Yoga-sannyasta-karmanam jnana-sanchinna-samsayam, atma-vantam na karmani nibadhnanti dhananajaya. This is the final touchstone of the grand message of the fourth chapter. One who has renounced by yoga and dispelled all doubts by jnana and is possessed of the Self—such a person is not bound by action. This is a difficult passage, but it has a profound meaning. The renunciation that we practice should be an outcome of yoga, and not a result of frustration or weak-heartedness, a cowardly attitude, or the 'sour grape attitude', as they call it. The renunciation that the Bhagavadgita speaks of is an automatic consequence of yoga. That is why a person who is in this state is referred to as yoga sannyasa dharma. Actions are renounced by establishing oneself in yoga. The type of renunciation of action that is referred to here as a result of one's steadfastness in yoga is not the abandonment of the form of the action as such, but the spirit of the action. Action is an attitude and not the form that the movements of the limbs of our body take. The renunciation of action, as the result of steadfastness in yoga, is nothing but the ability to rise above the very consciousness of one's doership in anything in this world.

God is the doer of all things. His hands operate through every individual. As we are told again, all heads are His heads, all eyes are His eyes, all hands are His hands. He walks through all the legs, thinks through all the brains, sees through all the eyes and performs actions through all the hands. So to whom does the credit of action go? Who is the agent of action, who is the performer of deeds? Not I, not you, not he, she or it. It is the rumbling of the powers of the whole cosmos that we call a total action. All action is a total action; there is no such a thing as individual action. When this awakening takes place, there is an automatic renunciation of the attitude of personalistic action, the agency that one feels in regard to oneself in performance of any deed. “I do it and therefore I have to appropriate the fruit thereof.” This is a wrong notion of one's own self being the sole performer of deeds, contrary to the truth that the whole world is active at the manifestation of any event anywhere. This awakening is yoga-sannyasta-karmanam.

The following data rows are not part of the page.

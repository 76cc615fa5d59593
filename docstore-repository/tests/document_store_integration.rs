//! Integration tests for the document store client.
//!
//! These tests use the real DocumentStoreClient against an in-memory fake
//! service so every property can be checked without a running cluster.

mod common;

use std::time::Duration;

use serde_json::{json, Value};

use common::FakeDocumentStore;
use docstore_repository::{DocumentStoreClient, DocumentStoreError};
use docstore_shared::{Document, Fields, IndexSpec, SearchQuery};

fn client_with_fake() -> (DocumentStoreClient, FakeDocumentStore) {
    let fake = FakeDocumentStore::new();
    let client = DocumentStoreClient::new(Box::new(fake.clone()));
    (client, fake)
}

fn courses_spec() -> IndexSpec {
    IndexSpec::new(
        "courses",
        json!({
            "properties": {
                "title": { "type": "text" },
                "description": { "type": "text" }
            }
        }),
    )
}

fn movies_spec() -> IndexSpec {
    IndexSpec::new(
        "movies",
        json!({
            "properties": {
                "title": { "type": "text" },
                "director": { "type": "keyword" },
                "year": { "type": "integer" }
            }
        }),
    )
}

fn doc(id: Option<&str>, value: Value) -> Document {
    Document::from_value(id.map(str::to_string), value).unwrap()
}

fn fields(value: Value) -> Fields {
    value.as_object().cloned().unwrap()
}

#[tokio::test]
async fn test_create_index_then_verify_connection() {
    let (client, _) = client_with_fake();

    client.create_index(&courses_spec()).await.unwrap();
    client.verify_connection().await.unwrap();
    assert!(client.index_exists("courses").await.unwrap());
}

#[tokio::test]
async fn test_create_index_twice_fails() {
    let (client, _) = client_with_fake();

    client.create_index(&courses_spec()).await.unwrap();
    let err = client.create_index(&courses_spec()).await.unwrap_err();

    match err {
        DocumentStoreError::IndexCreationError(msg) => {
            assert!(msg.contains("resource_already_exists_exception"));
            assert!(msg.contains("courses"));
        }
        other => panic!("Expected IndexCreationError, got {:?}", other),
    }
}

#[tokio::test]
async fn test_indexed_document_found_by_id_after_refresh() {
    let (client, _) = client_with_fake();
    client.create_index(&courses_spec()).await.unwrap();

    let source = json!({
        "title": "Rust Programming",
        "description": "Ownership, borrowing and lifetimes"
    });
    let id = client
        .index_document("courses", &doc(Some("rust-101"), source.clone()))
        .await
        .unwrap();
    assert_eq!(id, "rust-101");

    client.refresh_index("courses").await.unwrap();
    let response = client
        .search("courses", &SearchQuery::ids(&["rust-101"]))
        .await
        .unwrap();

    assert_eq!(response.total(), 1);
    let hits = response.hits();
    assert_eq!(hits.len(), 1);
    assert_eq!(hits[0].id, "rust-101");
    assert_eq!(Value::Object(hits[0].source.clone()), source);
}

#[tokio::test]
async fn test_writes_invisible_until_refresh() {
    let (client, _) = client_with_fake();
    client.create_index(&courses_spec()).await.unwrap();

    client
        .index_document("courses", &doc(Some("1"), json!({ "title": "Go Programming" })))
        .await
        .unwrap();

    let before = client.search("courses", &SearchQuery::match_all()).await.unwrap();
    assert!(before.is_empty());

    // Fetch by id is realtime.
    assert!(client.get_document("courses", "1").await.is_ok());

    client.refresh_index("courses").await.unwrap();
    let after = client.search("courses", &SearchQuery::match_all()).await.unwrap();
    assert_eq!(after.total(), 1);
}

#[tokio::test]
async fn test_service_assigned_id() {
    let (client, _) = client_with_fake();
    client.create_index(&courses_spec()).await.unwrap();

    let id = client
        .index_document("courses", &doc(None, json!({ "title": "C Programming" })))
        .await
        .unwrap();

    assert!(!id.is_empty());
    let stored = client.get_document("courses", &id).await.unwrap();
    assert_eq!(stored.id.as_deref(), Some(id.as_str()));
    assert_eq!(stored.fields["title"], "C Programming");
}

#[tokio::test]
async fn test_update_merges_fields() {
    let (client, _) = client_with_fake();
    client.create_index(&movies_spec()).await.unwrap();
    client
        .index_document(
            "movies",
            &doc(
                Some("tt0133093"),
                json!({ "title": "The Matrix", "director": "Wachowski", "year": 1998 }),
            ),
        )
        .await
        .unwrap();

    client
        .update_document("movies", "tt0133093", &fields(json!({ "year": 1999 })))
        .await
        .unwrap();

    let stored = client.get_document("movies", "tt0133093").await.unwrap();
    assert_eq!(stored.fields["year"], 1999);
    assert_eq!(stored.fields["title"], "The Matrix");
    assert_eq!(stored.fields["director"], "Wachowski");
}

#[tokio::test]
async fn test_update_rejected_by_mapping() {
    let (client, _) = client_with_fake();
    client.create_index(&movies_spec()).await.unwrap();
    client
        .index_document("movies", &doc(Some("1"), json!({ "title": "Alien", "year": 1979 })))
        .await
        .unwrap();

    let result = client
        .update_document("movies", "1", &fields(json!({ "year": "nineteen" })))
        .await;
    assert!(matches!(result, Err(DocumentStoreError::UpdateError(_))));
}

#[tokio::test]
async fn test_deleted_document_is_not_found() {
    let (client, _) = client_with_fake();
    client.create_index(&courses_spec()).await.unwrap();
    client
        .index_document("courses", &doc(Some("1"), json!({ "title": "Python Programming" })))
        .await
        .unwrap();

    client.delete_document("courses", "1").await.unwrap();

    assert!(client
        .get_document("courses", "1")
        .await
        .unwrap_err()
        .is_not_found());
    assert!(client
        .update_document("courses", "1", &fields(json!({ "title": "Python 3" })))
        .await
        .unwrap_err()
        .is_not_found());
    assert!(client
        .delete_document("courses", "1")
        .await
        .unwrap_err()
        .is_not_found());
}

#[tokio::test]
async fn test_bulk_index_reports_malformed_documents() {
    let (client, _) = client_with_fake();
    client.create_index(&movies_spec()).await.unwrap();

    let documents = vec![
        doc(Some("1"), json!({ "title": "Heat", "year": 1995 })),
        doc(Some("2"), json!({ "title": "Ronin", "year": "late nineties" })),
        doc(None, json!({ "title": "Collateral", "year": 2004 })),
        doc(Some("4"), json!({ "title": "Thief", "year": 1981.5 })),
        doc(Some("5"), json!({ "title": "Manhunter", "year": 1986 })),
    ];

    let summary = client.bulk_index("movies", &documents).await.unwrap();

    assert_eq!(summary.total, 5);
    assert_eq!(summary.succeeded, 3);
    assert_eq!(summary.failed, 2);

    let failed_positions: Vec<usize> = summary.failures().iter().map(|f| f.position).collect();
    assert_eq!(failed_positions, vec![1, 3]);
    for failure in summary.failures() {
        assert!(matches!(
            failure.error,
            Some(DocumentStoreError::IndexingError(_))
        ));
    }

    client.refresh_index("movies").await.unwrap();
    assert_eq!(client.count_documents("movies", None).await.unwrap(), 3);
}

#[tokio::test]
async fn test_courses_scenario() {
    let (client, _) = client_with_fake();
    client.create_index(&courses_spec()).await.unwrap();

    let documents = vec![
        doc(None, json!({ "title": "Python Programming", "description": "Learn Python from scratch" })),
        doc(None, json!({ "title": "JavaScript Programming", "description": "The language of the web" })),
        doc(None, json!({ "title": "Java Programming", "description": "Object oriented programming" })),
    ];
    let summary = client.bulk_index("courses", &documents).await.unwrap();
    assert!(summary.is_complete_success());

    client.refresh_index("courses").await.unwrap();
    let response = client
        .search("courses", &SearchQuery::match_field("title", "Python"))
        .await
        .unwrap();

    assert_eq!(response.total(), 1);
    assert_eq!(response.hits()[0].source["title"], "Python Programming");

    let programming = SearchQuery::match_field("title", "programming");
    assert_eq!(
        client
            .count_documents("courses", Some(&programming))
            .await
            .unwrap(),
        3
    );
}

#[tokio::test]
async fn test_search_malformed_query() {
    let (client, _) = client_with_fake();
    client.create_index(&courses_spec()).await.unwrap();

    let query = SearchQuery::from_body(json!({ "query": { "no_such_query": {} } }));
    match client.search("courses", &query).await {
        Err(DocumentStoreError::QueryError(msg)) => assert!(msg.contains("no_such_query")),
        other => panic!("Expected QueryError, got {:?}", other),
    }
}

#[tokio::test]
async fn test_search_missing_index() {
    let (client, _) = client_with_fake();

    let err = client
        .search("nowhere", &SearchQuery::match_all())
        .await
        .unwrap_err();
    assert!(err.is_not_found());
}

#[tokio::test]
async fn test_delete_index_lifecycle() {
    let (client, _) = client_with_fake();
    client.create_index(&courses_spec()).await.unwrap();

    client.delete_index("courses").await.unwrap();
    assert!(!client.index_exists("courses").await.unwrap());
    assert!(client.delete_index("courses").await.unwrap_err().is_not_found());

    // The name is free again.
    client.create_index(&courses_spec()).await.unwrap();
}

#[tokio::test]
async fn test_validation_never_reaches_service() {
    let (client, fake) = client_with_fake();

    let bad_names = ["", "Courses", "_courses", "my index", "a,b"];
    for name in bad_names {
        let result = client.search(name, &SearchQuery::match_all()).await;
        assert!(
            matches!(result, Err(DocumentStoreError::ValidationError(_))),
            "Expected ValidationError for '{}'",
            name
        );
    }
    assert!(matches!(
        client.get_document("courses", "").await,
        Err(DocumentStoreError::ValidationError(_))
    ));
    assert!(matches!(
        client
            .bulk_index("Courses", &[doc(Some("1"), json!({ "title": "x" }))])
            .await,
        Err(DocumentStoreError::ValidationError(_))
    ));

    assert_eq!(fake.request_count(), 0);
}

#[tokio::test]
async fn test_bulk_index_reports_invalid_ids_without_aborting() {
    let (client, _) = client_with_fake();
    client.create_index(&courses_spec()).await.unwrap();

    let documents = vec![
        doc(Some("1"), json!({ "title": "Python Programming" })),
        doc(Some(""), json!({ "title": "JavaScript Programming" })),
        doc(Some("3"), json!({ "title": "Java Programming" })),
    ];

    let summary = client.bulk_index("courses", &documents).await.unwrap();

    assert_eq!(summary.succeeded, 2);
    assert_eq!(summary.failed, 1);
    let failures = summary.failures();
    assert_eq!(failures[0].position, 1);
    assert!(matches!(
        failures[0].error,
        Some(DocumentStoreError::ValidationError(_))
    ));
    assert_eq!(summary.results[2].id.as_deref(), Some("3"));

    client.refresh_index("courses").await.unwrap();
    assert_eq!(client.count_documents("courses", None).await.unwrap(), 2);
}

#[tokio::test]
async fn test_large_bulk_batch_under_default_config() {
    let (client, fake) = client_with_fake();
    client.create_index(&movies_spec()).await.unwrap();

    let documents: Vec<Document> = (0..5000)
        .map(|i| {
            doc(
                Some(&i.to_string()),
                json!({ "title": format!("Movie {}", i), "year": 1900 + (i % 120) }),
            )
        })
        .collect();

    let before = fake.request_count();
    let summary = client.bulk_index("movies", &documents).await.unwrap();

    assert_eq!(summary.total, 5000);
    assert_eq!(summary.succeeded, 5000);
    assert_eq!(fake.request_count(), before + 1);
}

#[tokio::test]
async fn test_cluster_info_passthrough() {
    let (client, _) = client_with_fake();

    let info = client.cluster_info().await.unwrap();
    assert_eq!(info["version"]["number"], "2.11.0");
}

#[tokio::test]
async fn test_concurrent_writers_share_client() {
    let (client, _) = client_with_fake();
    client.create_index(&courses_spec()).await.unwrap();

    let mut handles = Vec::new();
    for i in 0..10 {
        let client = client.clone();
        handles.push(tokio::spawn(async move {
            let id = format!("course-{}", i);
            let document = doc(Some(&id), json!({ "title": format!("Course {}", i) }));
            client.index_document("courses", &document).await
        }));
    }
    for handle in handles {
        handle.await.unwrap().unwrap();
    }

    client.refresh_index("courses").await.unwrap();
    assert_eq!(client.count_documents("courses", None).await.unwrap(), 10);
}

#[tokio::test]
async fn test_per_call_deadline_leaves_original_client_untouched() {
    let (client, _) = client_with_fake();

    let quick = client.with_timeout(Duration::from_millis(500));
    quick.verify_connection().await.unwrap();

    assert_eq!(quick.operation_timeout(), Some(Duration::from_millis(500)));
    assert_eq!(client.operation_timeout(), Some(Duration::from_secs(30)));
}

We are filled with doubts in our minds—we can prepare a dictionary of all our doubts—they are endless. Everywhere we have a suspicious attitude about the world, about things, about people, about ourselves, about the past, about the present, and about the future. These doubts cannot be dispelled until knowledge arises, and we know what knowledge means, an insight into which we have been given in the second chapter of the Gita. Knowledge is the knowledge of God ultimately, and as a result, knowledge of the nature of the world in its reality, as mentioned in the third chapter. This is true knowledge, and when we are awakened to this real knowledge, all doubts get dispelled. Then what happens? Atmavantam—we become truly possessed of the Self that we really are.

We are people who have lost ourselves and are in pursuit of things outside. Yes, this is what has happened; we have grasped the world and lost our own selves, and we are in search of our own selves in the things that we are trying to possess in the world. And this Self that has been lost can be possessed truly only when this twofold measure of yoga is taken—the renunciation of the notion of agency in individualised action, and the dispelling of all doubts concerning things, through jnana. These things take us to true self-possessness, where we begin to behold ourselves in all things. “You will see the Self in yourself as also in Me. ” says Sri Krishna. The Self will not only be seen in only yourself or myself, but it will be seen as the principle of truth inherent in the form of the world.

This is a complete philosophy before us, and yoga in a nutshell. When this is properly effected, we live a life of universal renunciation. It is not the renunciation of the monk or the monastic hermit in the social sense; it is the rising above the very consciousness of dualistic perception, and that state, which is called the state of yogayukta, brings further wonderful results.